- Your objective
Pull each line containing "EventSender" out of the listing below.

Data for this exercise Block Start

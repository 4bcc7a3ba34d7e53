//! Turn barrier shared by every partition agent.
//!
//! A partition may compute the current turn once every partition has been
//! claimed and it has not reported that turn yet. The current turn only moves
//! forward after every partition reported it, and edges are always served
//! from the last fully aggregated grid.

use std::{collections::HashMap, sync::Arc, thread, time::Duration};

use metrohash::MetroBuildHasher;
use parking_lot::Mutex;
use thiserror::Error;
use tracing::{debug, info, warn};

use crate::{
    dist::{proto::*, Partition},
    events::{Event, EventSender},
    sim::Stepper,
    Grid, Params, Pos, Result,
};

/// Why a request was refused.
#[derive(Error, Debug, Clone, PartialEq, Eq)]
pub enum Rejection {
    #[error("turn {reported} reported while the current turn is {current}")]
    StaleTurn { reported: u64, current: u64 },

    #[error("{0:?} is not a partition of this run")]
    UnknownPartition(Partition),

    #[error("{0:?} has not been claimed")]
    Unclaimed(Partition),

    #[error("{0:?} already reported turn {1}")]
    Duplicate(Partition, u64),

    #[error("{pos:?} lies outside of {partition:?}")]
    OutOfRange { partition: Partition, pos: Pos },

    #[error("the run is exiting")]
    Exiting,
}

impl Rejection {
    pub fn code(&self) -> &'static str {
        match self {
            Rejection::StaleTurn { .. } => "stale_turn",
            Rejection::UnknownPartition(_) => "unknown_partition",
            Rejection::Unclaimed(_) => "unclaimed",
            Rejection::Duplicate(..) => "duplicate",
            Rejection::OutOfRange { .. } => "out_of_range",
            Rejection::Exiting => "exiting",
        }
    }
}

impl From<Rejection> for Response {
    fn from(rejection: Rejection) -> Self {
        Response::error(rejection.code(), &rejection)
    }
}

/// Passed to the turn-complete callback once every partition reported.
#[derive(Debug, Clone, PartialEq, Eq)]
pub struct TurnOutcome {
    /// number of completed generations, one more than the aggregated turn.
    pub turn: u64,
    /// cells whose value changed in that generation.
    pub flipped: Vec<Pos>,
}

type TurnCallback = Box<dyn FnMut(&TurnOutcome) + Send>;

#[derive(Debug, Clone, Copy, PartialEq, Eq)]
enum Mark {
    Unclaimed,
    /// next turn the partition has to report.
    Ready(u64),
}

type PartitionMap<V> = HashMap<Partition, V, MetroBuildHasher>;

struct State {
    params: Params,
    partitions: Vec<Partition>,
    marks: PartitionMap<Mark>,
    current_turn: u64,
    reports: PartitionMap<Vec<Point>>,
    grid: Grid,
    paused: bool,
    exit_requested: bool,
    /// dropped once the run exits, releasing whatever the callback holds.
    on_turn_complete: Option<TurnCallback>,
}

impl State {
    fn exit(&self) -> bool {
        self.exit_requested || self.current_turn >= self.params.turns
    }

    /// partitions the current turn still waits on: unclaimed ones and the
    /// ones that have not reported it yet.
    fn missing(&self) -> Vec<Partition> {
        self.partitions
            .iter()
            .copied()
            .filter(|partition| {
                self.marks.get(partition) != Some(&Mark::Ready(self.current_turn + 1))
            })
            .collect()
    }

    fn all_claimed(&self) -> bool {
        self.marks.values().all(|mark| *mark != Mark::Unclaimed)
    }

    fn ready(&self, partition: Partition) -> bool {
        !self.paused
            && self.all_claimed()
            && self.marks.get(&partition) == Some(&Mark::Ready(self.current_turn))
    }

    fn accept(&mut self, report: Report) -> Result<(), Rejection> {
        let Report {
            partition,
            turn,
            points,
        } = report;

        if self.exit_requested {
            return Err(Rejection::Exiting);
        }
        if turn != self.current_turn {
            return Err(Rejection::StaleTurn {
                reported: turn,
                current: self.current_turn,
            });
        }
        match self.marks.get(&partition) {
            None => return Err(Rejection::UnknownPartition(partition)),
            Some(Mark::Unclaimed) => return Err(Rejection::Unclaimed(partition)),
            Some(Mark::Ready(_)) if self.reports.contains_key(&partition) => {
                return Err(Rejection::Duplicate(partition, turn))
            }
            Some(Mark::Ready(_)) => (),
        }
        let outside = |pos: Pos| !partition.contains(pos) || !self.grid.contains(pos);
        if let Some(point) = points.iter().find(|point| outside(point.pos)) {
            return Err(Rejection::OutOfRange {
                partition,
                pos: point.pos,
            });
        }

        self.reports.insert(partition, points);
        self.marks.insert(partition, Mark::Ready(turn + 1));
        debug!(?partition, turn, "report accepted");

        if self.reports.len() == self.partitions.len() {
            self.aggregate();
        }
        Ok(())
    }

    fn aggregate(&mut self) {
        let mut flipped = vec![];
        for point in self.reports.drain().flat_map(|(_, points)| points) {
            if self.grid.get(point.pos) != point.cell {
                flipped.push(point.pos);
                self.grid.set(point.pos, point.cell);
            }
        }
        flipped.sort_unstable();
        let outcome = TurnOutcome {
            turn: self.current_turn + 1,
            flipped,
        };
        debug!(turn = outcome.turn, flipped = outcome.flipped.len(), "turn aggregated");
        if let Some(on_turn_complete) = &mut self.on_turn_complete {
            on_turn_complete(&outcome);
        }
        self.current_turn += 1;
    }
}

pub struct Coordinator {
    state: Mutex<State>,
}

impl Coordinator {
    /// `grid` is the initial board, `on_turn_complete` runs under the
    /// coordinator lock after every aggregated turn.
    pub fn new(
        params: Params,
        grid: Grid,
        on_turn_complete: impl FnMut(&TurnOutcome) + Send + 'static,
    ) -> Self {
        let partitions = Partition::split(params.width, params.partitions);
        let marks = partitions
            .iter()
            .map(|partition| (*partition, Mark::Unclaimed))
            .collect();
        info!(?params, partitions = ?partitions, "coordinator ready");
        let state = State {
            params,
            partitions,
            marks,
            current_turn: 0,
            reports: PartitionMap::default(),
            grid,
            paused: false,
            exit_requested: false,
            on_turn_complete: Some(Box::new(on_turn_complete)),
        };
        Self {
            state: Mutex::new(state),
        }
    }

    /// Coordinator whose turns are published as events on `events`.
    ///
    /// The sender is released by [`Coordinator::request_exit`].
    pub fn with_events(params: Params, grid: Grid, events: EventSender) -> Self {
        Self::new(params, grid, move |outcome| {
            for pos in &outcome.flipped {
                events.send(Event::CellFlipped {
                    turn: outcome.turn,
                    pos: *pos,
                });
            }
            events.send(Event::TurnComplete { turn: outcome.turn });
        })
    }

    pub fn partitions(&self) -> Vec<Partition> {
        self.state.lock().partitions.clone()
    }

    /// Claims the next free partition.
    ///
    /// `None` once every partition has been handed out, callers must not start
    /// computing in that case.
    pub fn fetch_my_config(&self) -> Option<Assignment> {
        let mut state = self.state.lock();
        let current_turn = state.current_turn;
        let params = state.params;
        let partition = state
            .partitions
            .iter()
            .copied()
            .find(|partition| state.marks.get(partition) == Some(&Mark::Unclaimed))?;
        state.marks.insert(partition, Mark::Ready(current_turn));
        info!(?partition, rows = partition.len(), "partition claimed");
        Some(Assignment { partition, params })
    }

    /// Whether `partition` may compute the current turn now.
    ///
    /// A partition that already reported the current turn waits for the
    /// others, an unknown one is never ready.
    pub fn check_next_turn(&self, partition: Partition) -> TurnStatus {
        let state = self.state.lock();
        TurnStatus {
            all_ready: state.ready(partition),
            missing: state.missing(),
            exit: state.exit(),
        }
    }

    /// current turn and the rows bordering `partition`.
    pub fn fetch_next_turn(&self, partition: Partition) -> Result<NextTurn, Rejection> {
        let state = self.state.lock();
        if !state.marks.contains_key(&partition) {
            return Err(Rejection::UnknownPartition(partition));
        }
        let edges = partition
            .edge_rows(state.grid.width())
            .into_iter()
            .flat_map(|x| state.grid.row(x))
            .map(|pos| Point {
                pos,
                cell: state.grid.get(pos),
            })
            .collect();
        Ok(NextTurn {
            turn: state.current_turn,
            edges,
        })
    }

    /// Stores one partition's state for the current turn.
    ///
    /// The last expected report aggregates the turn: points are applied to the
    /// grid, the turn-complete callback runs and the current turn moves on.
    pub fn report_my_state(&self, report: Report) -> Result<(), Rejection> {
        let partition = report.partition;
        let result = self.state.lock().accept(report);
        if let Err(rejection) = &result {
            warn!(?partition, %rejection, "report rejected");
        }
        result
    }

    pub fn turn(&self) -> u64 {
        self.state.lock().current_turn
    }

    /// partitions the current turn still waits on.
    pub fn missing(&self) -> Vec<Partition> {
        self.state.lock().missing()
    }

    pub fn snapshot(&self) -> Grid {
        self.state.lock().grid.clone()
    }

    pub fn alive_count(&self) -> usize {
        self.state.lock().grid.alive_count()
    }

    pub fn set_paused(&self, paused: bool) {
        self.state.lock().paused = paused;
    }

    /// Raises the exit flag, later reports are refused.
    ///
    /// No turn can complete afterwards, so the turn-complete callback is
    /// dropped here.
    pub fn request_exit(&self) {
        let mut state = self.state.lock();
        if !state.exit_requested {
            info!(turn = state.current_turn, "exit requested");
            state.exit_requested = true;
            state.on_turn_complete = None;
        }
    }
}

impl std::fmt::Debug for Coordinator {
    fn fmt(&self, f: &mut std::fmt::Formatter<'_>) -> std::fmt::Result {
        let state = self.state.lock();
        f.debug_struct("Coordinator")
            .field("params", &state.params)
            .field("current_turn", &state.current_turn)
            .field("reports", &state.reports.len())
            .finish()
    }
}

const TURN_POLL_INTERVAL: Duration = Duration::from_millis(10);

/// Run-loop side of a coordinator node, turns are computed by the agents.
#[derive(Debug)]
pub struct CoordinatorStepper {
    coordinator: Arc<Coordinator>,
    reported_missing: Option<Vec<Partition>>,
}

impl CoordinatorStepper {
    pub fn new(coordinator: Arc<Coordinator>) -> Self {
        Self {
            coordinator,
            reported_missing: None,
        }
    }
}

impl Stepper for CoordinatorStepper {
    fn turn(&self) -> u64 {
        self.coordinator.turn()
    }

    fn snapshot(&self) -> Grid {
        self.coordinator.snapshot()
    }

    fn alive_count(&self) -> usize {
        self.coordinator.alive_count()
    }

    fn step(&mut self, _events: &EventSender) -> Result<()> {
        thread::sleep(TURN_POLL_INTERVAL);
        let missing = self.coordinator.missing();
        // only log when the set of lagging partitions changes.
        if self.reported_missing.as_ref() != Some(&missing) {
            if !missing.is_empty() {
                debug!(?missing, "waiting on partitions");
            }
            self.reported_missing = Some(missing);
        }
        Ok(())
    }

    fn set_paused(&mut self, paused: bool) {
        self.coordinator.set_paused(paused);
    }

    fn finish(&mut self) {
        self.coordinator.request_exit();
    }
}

Data for this exercise Block End
Data for this exercise Block Start

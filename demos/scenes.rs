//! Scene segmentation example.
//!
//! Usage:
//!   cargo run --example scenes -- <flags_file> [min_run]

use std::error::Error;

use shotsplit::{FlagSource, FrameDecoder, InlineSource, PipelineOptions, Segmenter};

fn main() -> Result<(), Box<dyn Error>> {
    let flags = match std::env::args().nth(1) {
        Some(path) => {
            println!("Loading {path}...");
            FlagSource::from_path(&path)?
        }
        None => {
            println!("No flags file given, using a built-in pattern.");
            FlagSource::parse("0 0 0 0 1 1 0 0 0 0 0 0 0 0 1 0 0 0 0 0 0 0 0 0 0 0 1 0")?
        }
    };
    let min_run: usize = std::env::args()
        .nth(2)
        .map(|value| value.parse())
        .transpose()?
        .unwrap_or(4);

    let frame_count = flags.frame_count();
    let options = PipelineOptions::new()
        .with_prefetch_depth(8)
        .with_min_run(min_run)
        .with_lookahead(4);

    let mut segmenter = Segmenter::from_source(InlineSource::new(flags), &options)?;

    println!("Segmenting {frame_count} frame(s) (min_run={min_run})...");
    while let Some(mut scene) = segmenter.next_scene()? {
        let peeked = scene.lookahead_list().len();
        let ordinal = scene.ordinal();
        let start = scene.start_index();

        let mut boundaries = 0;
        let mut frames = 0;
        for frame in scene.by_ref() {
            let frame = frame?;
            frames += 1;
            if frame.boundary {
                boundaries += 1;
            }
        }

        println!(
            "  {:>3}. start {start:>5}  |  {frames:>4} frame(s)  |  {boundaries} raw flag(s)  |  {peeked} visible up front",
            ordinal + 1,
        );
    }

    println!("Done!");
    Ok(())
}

Data for this exercise Block End

- Solution for this exercise
    events::{Event, EventSender},
    pub fn with_events(params: Params, grid: Grid, events: EventSender) -> Self {
    fn step(&mut self, _events: &EventSender) -> Result<()> {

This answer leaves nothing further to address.